À une centaine de kilomètres plus au sud de la route 117, à Val-d’Or, un conseiller nouvellement élu sans opposition affirme aussi avoir plongé en politique pour des raisons environnementales. Benjamin Turcotte a ni plus ni moins transformé son écoanxiété en moteur d’engagement. « Mon souhait, c’est que Val-d’Or prenne conscience du mur qui s’en vient. Dans un contexte d’économie florissante, où on manque de main-d’œuvre, je pense qu’on peut [d’autant plus] se permettre de faire de meilleurs choix dans les projets économiques et mettre des freins ou des conditions pour préserver des milieux sensibles », avance-t-il. 

Quel pouvoir?

Si la motivation est au rendez-vous, qu’en est-il du réel pouvoir? Un autre candidat à la mairie de Rouyn-Noranda, l’ancien journaliste Jean-Marc Belzile, croit lui aussi que l’Abitibi-Témiscamingue doit miser sur sa prospérité économique au profit de la lutte au changement climatique. « On a des entreprises qui sont prêtes à collaborer à ces efforts-là. Ils y voient, eux aussi, une opportunité. On a l’argent ici! Ce n’est pas le problème! Il faut juste avoir la volonté politique », affirme-t-il 

Dans les débats, le consensus règne sur le remplacement de flotte municipale par des véhicules électriques, l’amélioration du réseau cyclable, le verdissement des espaces publics ou le changement des réglementations pour l’agriculture urbaine. Les positions se corsent lorsqu’on demande de quantifier en dollars les montants consacrés à la lutte aux changements climatiques. Mais là où tous marchent sur des œufs, c’est lorsqu’on aborde le pouvoir des élu.es municipaux à limiter des minières ou forestières.  

« Je ne peux pas empêcher une mine de se creuser en Abitibi-Témiscamingue. C’est de juridiction provinciale », se désole Philippe Marquis. Martin Ferron entame son troisième mandat à la mairie de Malartic, là où se trouve la plus grosse mine d’or à ciel ouvert du pays. Il abonde dans le même sens. Selon lui, le pouvoir de négociation et de revendication devant un projet minier d’envergure est à géométrie variable. Il le constate dans l’histoire de sa petite ville de 3500 habitants. « Quand tu es une ville dévitalisée et qu’arrive un projet comme ça, tu ne peux pas dire «non, je n’en veux pas». Tes arguments pour négocier sont quand même limités. Aujourd’hui, la situation est différente. Si une autre minière voulait s’installer à Malartic, on aurait plus la main sur le dessus du bâton pour négocier et non en dessous », compare-t-il.  
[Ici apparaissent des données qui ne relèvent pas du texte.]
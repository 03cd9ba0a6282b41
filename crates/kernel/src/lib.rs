pub mod document;
pub mod module;
pub mod registry;
pub mod settings;
pub mod state;

pub use document::Paginated;
pub use module::{InitCtx, Migration, Module};
pub use registry::ModuleRegistry;
pub use settings::Settings;
pub use state::AppState;
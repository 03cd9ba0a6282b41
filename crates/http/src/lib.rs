//! HTTP server facade for VITRIN with Axum, error handling, and OpenAPI support.

use anyhow::Context;
use axum::{routing::get, Router};

use vitrin_kernel::{AppState, ModuleRegistry};

pub mod error;
pub mod router;

use router::RouterBuilder;

/// Start the HTTP server with the given module registry
///
/// Serves until a shutdown signal (ctrl-c or SIGTERM) arrives, then
/// returns so the caller can stop modules.
pub async fn start_server(registry: &ModuleRegistry, state: AppState) -> anyhow::Result<()> {
    let host = state.settings.server.host.clone();
    let port = state.settings.server.port;

    tracing::info!("starting HTTP server on {}:{}", host, port);

    // Build the main router
    let app = build_router(registry, state)
        .await
        .context("failed to build HTTP router")?;

    // Create the server
    let listener = tokio::net::TcpListener::bind(format!("{}:{}", host, port))
        .await
        .context("failed to bind to address")?;

    tracing::info!("HTTP server listening on http://{}:{}", host, port);

    axum::serve(listener, app)
        .with_graceful_shutdown(shutdown_signal())
        .await
        .context("HTTP server failed")?;

    Ok(())
}

/// Build the main HTTP router with all module routes and pages mounted
pub async fn build_router(registry: &ModuleRegistry, state: AppState) -> anyhow::Result<Router> {
    // Add health check route
    let mut router_builder = RouterBuilder::new().route("/healthz", get(health_check));

    // Mount module API routes and server-rendered pages
    for module in registry.modules() {
        let module_name = module.name();

        if let Some(module_router) = module.routes(state.clone()) {
            tracing::info!(
                module = module_name,
                "mounting module routes under /api/{}",
                module_name
            );
            router_builder = router_builder.mount_module(module_name, module_router);
        }

        if let Some(pages) = module.pages(state.clone()) {
            tracing::info!(module = module_name, "mounting module pages at root");
            router_builder = router_builder.mount_pages(pages);
        }
    }

    // Add OpenAPI documentation
    router_builder = router_builder.with_openapi(registry);

    // Layers only wrap routes registered before them, so they go last
    router_builder = router_builder
        .with_tracing()
        .with_cors()
        .with_request_id()
        .with_timeout(state.settings.server.request_timeout_ms);

    Ok(router_builder.build())
}

/// Health check endpoint
async fn health_check() -> &'static str {
    "ok"
}

async fn shutdown_signal() {
    let ctrl_c = async {
        tokio::signal::ctrl_c()
            .await
            .expect("failed to install ctrl-c handler");
    };

    #[cfg(unix)]
    let terminate = async {
        tokio::signal::unix::signal(tokio::signal::unix::SignalKind::terminate())
            .expect("failed to install terminate handler")
            .recv()
            .await;
    };

    #[cfg(not(unix))]
    let terminate = std::future::pending::<()>();

    tokio::select! {
        _ = ctrl_c => {},
        _ = terminate => {},
    }

    tracing::info!("shutdown signal received");
}
use axum::extract::{Path, Query, State};
use axum::http::StatusCode;
use axum::routing::get;
use axum::{Json, Router};
use chrono::Utc;
use serde::Deserialize;
use vitrin_http::error::AppError;
use vitrin_kernel::{AppState, Paginated};

use super::models::{Product, ProductDraft};
use super::repo;
use crate::modules::{clamp_paging, parse_doc_id};

#[derive(Debug, Default, Deserialize)]
pub struct ListParams {
    pub page: Option<i64>,
    pub limit: Option<i64>,
    /// Narrow the listing to one category, addressed by slug.
    pub category: Option<String>,
}

pub fn router(state: AppState) -> Router {
    Router::new()
        .route("/", get(list).post(create))
        .route("/{slug}", get(get_by_slug).patch(update).delete(remove))
        .with_state(state)
}

async fn list(
    State(state): State<AppState>,
    Query(params): Query<ListParams>,
) -> Result<Json<Paginated<Product>>, AppError> {
    let (page, limit) = clamp_paging(params.page, params.limit);
    let page = repo::list(&state.db, page, limit, params.category.as_deref()).await?;
    Ok(Json(page))
}

async fn create(
    State(state): State<AppState>,
    Json(draft): Json<ProductDraft>,
) -> Result<(StatusCode, Json<Product>), AppError> {
    let doc = draft.into_document(Utc::now())?;
    repo::insert(&state.db, &doc).await?;
    Ok((StatusCode::CREATED, Json(doc)))
}

async fn get_by_slug(
    State(state): State<AppState>,
    Path(slug): Path<String>,
) -> Result<Json<Product>, AppError> {
    repo::find_by_slug(&state.db, &slug)
        .await?
        .map(Json)
        .ok_or_else(|| AppError::not_found(format!("no product with slug '{slug}'")))
}

// Writes address documents by id, reads by slug; both share the one
// path parameter.
async fn update(
    State(state): State<AppState>,
    Path(raw_id): Path<String>,
    Json(draft): Json<ProductDraft>,
) -> Result<Json<Product>, AppError> {
    let id = parse_doc_id(&raw_id)?;
    let stored = repo::find_by_id(&state.db, id)
        .await?
        .ok_or_else(|| AppError::not_found("product not found"))?;
    let updated = draft.apply_to(stored, Utc::now())?;
    repo::update(&state.db, &updated).await?;
    Ok(Json(updated))
}

async fn remove(
    State(state): State<AppState>,
    Path(raw_id): Path<String>,
) -> Result<StatusCode, AppError> {
    let id = parse_doc_id(&raw_id)?;
    repo::delete(&state.db, id).await?;
    Ok(StatusCode::NO_CONTENT)
}
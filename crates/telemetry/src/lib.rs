//! Logging and tracing bootstrap.

use tracing_subscriber::layer::SubscriberExt;
use tracing_subscriber::util::SubscriberInitExt;
use tracing_subscriber::EnvFilter;

use vitrin_kernel::settings::{LogFormat, TelemetrySettings};

const DEFAULT_DIRECTIVE: &str = "info,sqlx=warn";

/// Resolve the filter directive: configured value, then `RUST_LOG`, then
/// the default.
fn directive_from(settings: &TelemetrySettings, env_directive: Option<String>) -> String {
    settings
        .directive
        .clone()
        .or(env_directive)
        .unwrap_or_else(|| DEFAULT_DIRECTIVE.to_string())
}

/// Install the global tracing subscriber.
///
/// Idempotent: a subscriber installed earlier (e.g. by a test harness)
/// wins and the call becomes a no-op.
pub fn init(settings: &TelemetrySettings) {
    let directive = directive_from(settings, std::env::var("RUST_LOG").ok());
    let filter = EnvFilter::new(directive);
    let registry = tracing_subscriber::registry().with(filter);

    match settings.log_format {
        LogFormat::Json => registry
            .with(tracing_subscriber::fmt::layer().json())
            .try_init()
            .ok(),
        LogFormat::Pretty => registry
            .with(tracing_subscriber::fmt::layer())
            .try_init()
            .ok(),
    };
}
L’avocat spécialisé en environnement et militant Rodrigue Turgeon considère que les élu.es municipaux de l’Abitibi balaient trop souvent la responsabilité dans la cour du gouvernement provincial et contribuent à tolérer et encourager des activités qui empirent la crise climatique et l’extinction de la biodiversité. En organisant le débat Vire au Vert à Val-d’Or, il souhaite éduquer avec un ton constructif les deux candidats à la mairie. « La loi sur les mines, oui elle est de juridiction provinciale, mais il y a des dispositions qui font que les municipalités, les MRC, peuvent demander au gouvernement de soustraire certains territoires incompatibles avec les activités minières », donne-t-il en exemple. 

Quelles influences?

La pertinence de certains projets ou certaines exploitations suscite des débats, particulièrement dans un contexte d’urgence climatique. La pression sur les élu.es est donc forte. Ici, les municipalités sont dotées d’infrastructures dernier cri, mais elles portent le nom des entreprises minières prospères. Les proches des élu.es, ou les élu.es mêmes proviennent régulièrement d’une profession en lien avec l’extraction des ressources naturelles, souligne Rodrigue Turgeon.  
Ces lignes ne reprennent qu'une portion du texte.